Data in this exercise =
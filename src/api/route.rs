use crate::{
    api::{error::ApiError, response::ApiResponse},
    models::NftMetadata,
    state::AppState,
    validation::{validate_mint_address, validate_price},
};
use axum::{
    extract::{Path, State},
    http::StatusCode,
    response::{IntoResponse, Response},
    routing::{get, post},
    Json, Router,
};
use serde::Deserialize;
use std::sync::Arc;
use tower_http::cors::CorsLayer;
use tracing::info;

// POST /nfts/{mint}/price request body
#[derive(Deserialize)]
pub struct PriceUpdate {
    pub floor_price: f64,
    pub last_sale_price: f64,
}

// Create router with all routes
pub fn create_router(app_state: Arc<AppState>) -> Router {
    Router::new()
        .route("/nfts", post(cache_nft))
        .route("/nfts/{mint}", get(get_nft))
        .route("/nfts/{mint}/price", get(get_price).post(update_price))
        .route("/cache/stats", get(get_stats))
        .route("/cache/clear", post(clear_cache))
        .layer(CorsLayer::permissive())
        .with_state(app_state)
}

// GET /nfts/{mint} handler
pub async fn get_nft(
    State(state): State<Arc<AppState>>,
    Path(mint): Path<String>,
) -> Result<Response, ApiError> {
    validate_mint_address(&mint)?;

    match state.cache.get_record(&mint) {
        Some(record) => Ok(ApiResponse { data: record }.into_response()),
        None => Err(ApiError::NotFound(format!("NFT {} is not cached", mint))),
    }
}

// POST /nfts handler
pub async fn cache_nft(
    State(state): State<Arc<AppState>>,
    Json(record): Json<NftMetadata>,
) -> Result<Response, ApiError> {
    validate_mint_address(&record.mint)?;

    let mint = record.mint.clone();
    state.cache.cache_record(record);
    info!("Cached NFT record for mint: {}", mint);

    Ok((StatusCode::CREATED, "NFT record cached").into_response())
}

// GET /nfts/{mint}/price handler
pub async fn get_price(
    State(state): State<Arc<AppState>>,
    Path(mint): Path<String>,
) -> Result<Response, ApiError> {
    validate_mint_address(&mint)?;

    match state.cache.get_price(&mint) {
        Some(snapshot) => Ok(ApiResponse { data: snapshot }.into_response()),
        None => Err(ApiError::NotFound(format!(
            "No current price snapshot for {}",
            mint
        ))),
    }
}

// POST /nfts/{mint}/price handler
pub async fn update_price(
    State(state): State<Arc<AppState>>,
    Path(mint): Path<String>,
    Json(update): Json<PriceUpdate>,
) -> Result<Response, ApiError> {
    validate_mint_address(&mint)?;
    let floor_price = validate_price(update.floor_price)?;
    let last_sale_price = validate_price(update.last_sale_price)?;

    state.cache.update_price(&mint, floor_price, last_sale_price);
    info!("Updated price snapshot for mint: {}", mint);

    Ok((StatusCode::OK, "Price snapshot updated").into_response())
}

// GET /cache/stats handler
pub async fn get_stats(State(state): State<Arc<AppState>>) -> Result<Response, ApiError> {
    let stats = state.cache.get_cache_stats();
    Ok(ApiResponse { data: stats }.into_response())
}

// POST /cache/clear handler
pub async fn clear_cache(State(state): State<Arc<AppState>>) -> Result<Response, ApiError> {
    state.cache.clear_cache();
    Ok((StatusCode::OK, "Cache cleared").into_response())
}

---

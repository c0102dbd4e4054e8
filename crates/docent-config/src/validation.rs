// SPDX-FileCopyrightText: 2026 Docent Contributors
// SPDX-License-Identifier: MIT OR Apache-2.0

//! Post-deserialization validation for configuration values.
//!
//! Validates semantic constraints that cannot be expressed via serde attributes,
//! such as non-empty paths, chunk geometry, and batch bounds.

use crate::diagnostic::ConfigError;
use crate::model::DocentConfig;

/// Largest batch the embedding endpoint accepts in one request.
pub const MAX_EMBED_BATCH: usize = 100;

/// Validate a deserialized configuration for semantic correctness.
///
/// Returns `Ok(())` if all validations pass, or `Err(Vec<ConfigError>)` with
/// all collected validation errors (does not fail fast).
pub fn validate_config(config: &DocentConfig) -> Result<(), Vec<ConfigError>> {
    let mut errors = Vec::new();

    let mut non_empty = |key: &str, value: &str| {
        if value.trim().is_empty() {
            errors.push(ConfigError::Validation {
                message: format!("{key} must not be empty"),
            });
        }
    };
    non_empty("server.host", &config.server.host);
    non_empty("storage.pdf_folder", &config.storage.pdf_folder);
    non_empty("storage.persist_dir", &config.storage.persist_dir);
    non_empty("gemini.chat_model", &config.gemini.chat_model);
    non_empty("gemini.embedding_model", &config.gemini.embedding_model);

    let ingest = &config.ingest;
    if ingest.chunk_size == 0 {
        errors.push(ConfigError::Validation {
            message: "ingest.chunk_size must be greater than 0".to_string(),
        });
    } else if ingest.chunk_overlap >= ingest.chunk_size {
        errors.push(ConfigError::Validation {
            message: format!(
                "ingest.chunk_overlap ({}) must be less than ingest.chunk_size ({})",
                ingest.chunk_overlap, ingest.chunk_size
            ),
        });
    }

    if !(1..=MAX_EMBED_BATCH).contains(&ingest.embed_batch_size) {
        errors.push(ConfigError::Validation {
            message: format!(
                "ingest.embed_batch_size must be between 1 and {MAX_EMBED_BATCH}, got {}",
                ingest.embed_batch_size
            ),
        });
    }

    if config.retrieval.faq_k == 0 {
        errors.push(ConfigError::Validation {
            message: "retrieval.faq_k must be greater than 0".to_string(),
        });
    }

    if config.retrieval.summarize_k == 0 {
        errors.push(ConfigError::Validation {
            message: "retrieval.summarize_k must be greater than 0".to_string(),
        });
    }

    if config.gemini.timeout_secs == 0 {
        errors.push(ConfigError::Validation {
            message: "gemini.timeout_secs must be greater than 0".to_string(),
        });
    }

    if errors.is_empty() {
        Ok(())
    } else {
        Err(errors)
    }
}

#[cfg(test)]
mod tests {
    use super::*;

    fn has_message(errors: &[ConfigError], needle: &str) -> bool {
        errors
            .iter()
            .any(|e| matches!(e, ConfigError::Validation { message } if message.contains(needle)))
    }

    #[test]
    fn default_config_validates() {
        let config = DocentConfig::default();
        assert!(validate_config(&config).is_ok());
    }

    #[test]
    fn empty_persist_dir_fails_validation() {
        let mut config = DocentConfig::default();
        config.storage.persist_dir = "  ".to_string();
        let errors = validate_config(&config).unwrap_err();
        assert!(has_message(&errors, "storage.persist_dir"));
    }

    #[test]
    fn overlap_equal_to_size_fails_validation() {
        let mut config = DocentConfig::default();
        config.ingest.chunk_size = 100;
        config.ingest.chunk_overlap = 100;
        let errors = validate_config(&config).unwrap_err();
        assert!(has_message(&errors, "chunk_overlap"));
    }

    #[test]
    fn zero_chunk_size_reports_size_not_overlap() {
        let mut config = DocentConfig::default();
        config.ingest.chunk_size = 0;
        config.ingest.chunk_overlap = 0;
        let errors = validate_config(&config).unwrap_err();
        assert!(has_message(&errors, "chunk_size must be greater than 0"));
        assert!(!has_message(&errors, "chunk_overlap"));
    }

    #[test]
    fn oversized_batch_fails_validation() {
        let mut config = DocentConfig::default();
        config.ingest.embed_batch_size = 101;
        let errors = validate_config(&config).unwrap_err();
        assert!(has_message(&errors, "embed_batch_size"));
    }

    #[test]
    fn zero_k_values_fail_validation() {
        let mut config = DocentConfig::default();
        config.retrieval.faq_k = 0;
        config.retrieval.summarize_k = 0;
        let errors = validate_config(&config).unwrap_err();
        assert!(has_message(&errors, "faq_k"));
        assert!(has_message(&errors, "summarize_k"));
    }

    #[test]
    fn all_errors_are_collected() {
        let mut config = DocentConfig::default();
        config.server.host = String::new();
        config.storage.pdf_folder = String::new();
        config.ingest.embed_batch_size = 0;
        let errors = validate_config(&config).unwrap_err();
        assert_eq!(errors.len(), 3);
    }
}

Exercise aim = Scan the entries above for the line containing "use std::sync::Arc;", and copy it and all lines after it exactly, down to and including the line containing "pub fn create_router(app_state: Arc<AppState>)".

Result of this task =
use std::sync::Arc;
use tower_http::cors::CorsLayer;
use tracing::info;

// POST /nfts/{mint}/price request body
#[derive(Deserialize)]
pub struct PriceUpdate {
    pub floor_price: f64,
    pub last_sale_price: f64,
}

// Create router with all routes
pub fn create_router(app_state: Arc<AppState>) -> Router {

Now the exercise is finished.